Cosa significa che Soumahoro si è autosospeso dal Parlamento?

Autosospeso dal partito
Autosospeso dal partito

Se ne va. Aboubakar Soumahoro si è autosospeso dal gruppo di Alleanza Verdi e Sinistra al Parlamento. Parlano i leaders del partito: «Siamo fiduciosi che la vicenda venga rapidamente chiarita».

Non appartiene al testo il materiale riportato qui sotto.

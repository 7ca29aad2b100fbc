//! Display terms: coded values and their human-readable labels.

use std::collections::BTreeMap;
use std::fmt;

use serde::{Deserialize, Serialize};

use trialdash_common::parse_integral;

/// Normalized key of a coded value.
///
/// Values that round-trip as whole numbers (`"1"`, `"1.0"`, `1`) become
/// `Int`, everything else is kept as trimmed text. Both the reference
/// dictionary and the source records go through the same normalization, so
/// a code read as text on one side still matches a numeric code on the other.
#[derive(Debug, Clone, PartialEq, Eq, PartialOrd, Ord, Hash, Serialize, Deserialize)]
#[serde(untagged)]
pub enum TermKey {
    Int(i64),
    Text(String),
}

impl TermKey {
    /// Parses a raw cell, returning `None` for blank input.
    pub fn parse(raw: &str) -> Option<Self> {
        let trimmed = raw.trim();
        if trimmed.is_empty() {
            return None;
        }
        Some(match parse_integral(trimmed) {
            Some(value) => TermKey::Int(value),
            None => TermKey::Text(trimmed.to_string()),
        })
    }

    pub fn as_int(&self) -> Option<i64> {
        match self {
            TermKey::Int(value) => Some(*value),
            TermKey::Text(_) => None,
        }
    }
}

impl From<i64> for TermKey {
    fn from(value: i64) -> Self {
        TermKey::Int(value)
    }
}

impl From<i32> for TermKey {
    fn from(value: i32) -> Self {
        TermKey::Int(i64::from(value))
    }
}

impl From<&str> for TermKey {
    fn from(value: &str) -> Self {
        TermKey::parse(value).unwrap_or_else(|| TermKey::Text(String::new()))
    }
}

impl fmt::Display for TermKey {
    fn fmt(&self, f: &mut fmt::Formatter<'_>) -> fmt::Result {
        match self {
            TermKey::Int(value) => write!(f, "{value}"),
            TermKey::Text(value) => f.write_str(value),
        }
    }
}

/// One row of the display-term reference table.
#[derive(Debug, Clone, PartialEq, Eq, Serialize, Deserialize)]
pub struct DisplayTerm {
    pub field: String,
    pub value: TermKey,
    pub label: String,
    /// The field holds a `|`-joined list of codes rather than a single code.
    pub multi: bool,
}

/// Code → label table for one coded field, in reference-file order.
#[derive(Debug, Clone, Default, PartialEq, Eq)]
pub struct TermLookup {
    entries: Vec<(TermKey, String)>,
    index: BTreeMap<TermKey, usize>,
}

impl TermLookup {
    pub fn new() -> Self {
        Self::default()
    }

    /// Adds a term. The first label seen for a code wins.
    pub fn insert(&mut self, key: TermKey, label: impl Into<String>) {
        if self.index.contains_key(&key) {
            return;
        }
        self.index.insert(key.clone(), self.entries.len());
        self.entries.push((key, label.into()));
    }

    pub fn label(&self, key: &TermKey) -> Option<&str> {
        self.index
            .get(key)
            .map(|&idx| self.entries[idx].1.as_str())
    }

    /// Labels in reference order.
    pub fn labels(&self) -> impl Iterator<Item = &str> {
        self.entries.iter().map(|(_, label)| label.as_str())
    }

    pub fn entries(&self) -> &[(TermKey, String)] {
        &self.entries
    }

    pub fn len(&self) -> usize {
        self.entries.len()
    }

    pub fn is_empty(&self) -> bool {
        self.entries.is_empty()
    }
}

impl<K: Into<TermKey>, L: Into<String>> FromIterator<(K, L)> for TermLookup {
    fn from_iter<I: IntoIterator<Item = (K, L)>>(iter: I) -> Self {
        let mut lookup = TermLookup::new();
        for (key, label) in iter {
            lookup.insert(key.into(), label);
        }
        lookup
    }
}

/// Per-field lookup tables, split by whether the field is multi-valued.
///
/// Built once per reporting cycle and passed by reference into loaders and
/// table builders; never mutated afterwards.
#[derive(Debug, Clone, Default, PartialEq, Eq)]
pub struct DisplayDictionary {
    pub single: BTreeMap<String, TermLookup>,
    pub multi: BTreeMap<String, TermLookup>,
}

impl DisplayDictionary {
    pub fn from_terms<I>(terms: I) -> Self
    where
        I: IntoIterator<Item = DisplayTerm>,
    {
        let mut dictionary = DisplayDictionary::default();
        for term in terms {
            let target = if term.multi {
                &mut dictionary.multi
            } else {
                &mut dictionary.single
            };
            target
                .entry(term.field)
                .or_default()
                .insert(term.value, term.label);
        }
        dictionary
    }

    pub fn is_empty(&self) -> bool {
        self.single.is_empty() && self.multi.is_empty()
    }

    /// Single-valued lookup, falling back to the multi-valued table.
    pub fn lookup(&self, field: &str) -> Option<&TermLookup> {
        self.single.get(field).or_else(|| self.multi.get(field))
    }

    /// Multi-valued lookup, falling back to the single-valued table.
    pub fn lookup_multi(&self, field: &str) -> Option<&TermLookup> {
        self.multi.get(field).or_else(|| self.single.get(field))
    }

    pub fn label(&self, field: &str, key: &TermKey) -> Option<&str> {
        self.single.get(field).and_then(|lookup| lookup.label(key))
    }

    pub fn label_multi(&self, field: &str, key: &TermKey) -> Option<&str> {
        self.multi.get(field).and_then(|lookup| lookup.label(key))
    }
}
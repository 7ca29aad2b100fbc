//! Tests for trialdash-model types.

use chrono::NaiveDate;
use trialdash_model::{
    Cell, Coded, ColumnSpec, DisplayDictionary, DisplayTerm, ReportTable, SubjectRecord, TermKey,
};

fn term(field: &str, value: &str, label: &str, multi: bool) -> DisplayTerm {
    DisplayTerm {
        field: field.to_string(),
        value: TermKey::parse(value).unwrap(),
        label: label.to_string(),
        multi,
    }
}

#[test]
fn dictionary_matches_numeric_codes_read_as_text() {
    let dictionary = DisplayDictionary::from_terms(vec![
        term("participation_interest", "0", "No", false),
        term("participation_interest", "1", "Maybe", false),
        term("participation_interest", "2", "Yes", false),
    ]);
    let key = TermKey::parse("2.0").unwrap();
    assert_eq!(dictionary.label("participation_interest", &key), Some("Yes"));
    let lookup = dictionary.lookup("participation_interest").unwrap();
    assert_eq!(lookup.len(), 3);
}

#[test]
fn subject_status_follows_dates() {
    let consented = NaiveDate::from_ymd_opt(2024, 1, 2)
        .unwrap()
        .and_hms_opt(10, 0, 0)
        .unwrap();
    let mut subject = SubjectRecord {
        site: Some(Coded::labelled(1, "Site A")),
        consent_obtained: Some(consented),
        ..SubjectRecord::default()
    };
    assert!(subject.is_consented());
    assert!(subject.is_active());
    assert_eq!(subject.center().as_deref(), Some("Site A"));

    subject.termination_date = Some(consented);
    assert!(!subject.is_active());
    assert!(subject.is_rescinded());
}

#[test]
fn report_table_serializes_with_groups() {
    let mut table = ReportTable::new(
        "Deviations",
        vec![
            ColumnSpec::grouped("", "Center Name"),
            ColumnSpec::grouped("Subjects", "Baseline"),
        ],
    );
    table
        .push_row(vec![Cell::from("Site A"), Cell::from(3_i64)])
        .expect("row fits");
    let json = serde_json::to_value(&table).expect("serialize table");
    assert_eq!(json["columns"][1]["group"], "Subjects");
    assert_eq!(json["rows"][0][1], 3);
    assert!(table.has_groups());
}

Sereno e determinato dopo l’autosospensione

I due leaders Angelo Bonelli e Nicola Fratoianni hanno incontrato il deputato in una riunione e riportano ai microfoni la sua volontà di rispondere punto su punto e nel merito alle contestazioni giornalistiche, ribadendo la sua assolutà estraneità alle vicende. Quando? Nei tempi e nei modi che solo Aboubakar riterrà opportuni. Lo stesso, ospite a La7, si è aperto a una prima precisazione: «Quando ho conosciuto la mia compagna era già all’interno della gestione dei centri di accoglienza, e mi risultava che la cooperativa era virtusa. Poi sono venuto a sapere che c’erano dei ritardi nei pagamenti degli stipendi e mi hanno detto che dipendeva da mancati pagamenti da parte della pubblica amministrazione», rimproverandosi di essere stato leggero e non aver verificato di persona.

La solidarietà dei colleghi: «Scelta non dovuta»

Da parte del partito non c’è nessuna pressione e la decisione del deputato ivoriano di prenderne le distanze è basata soltanto sulla volontà di poter agire ancora più liberamente. Bonelli e Fratoianni, insieme alla presidente del gruppo Luana Zanella, hanno espresso ammirazione per la decisione del collega, evidenziandone il rispetto nei confronti del suo impegno politico e di quello dell’intero partito.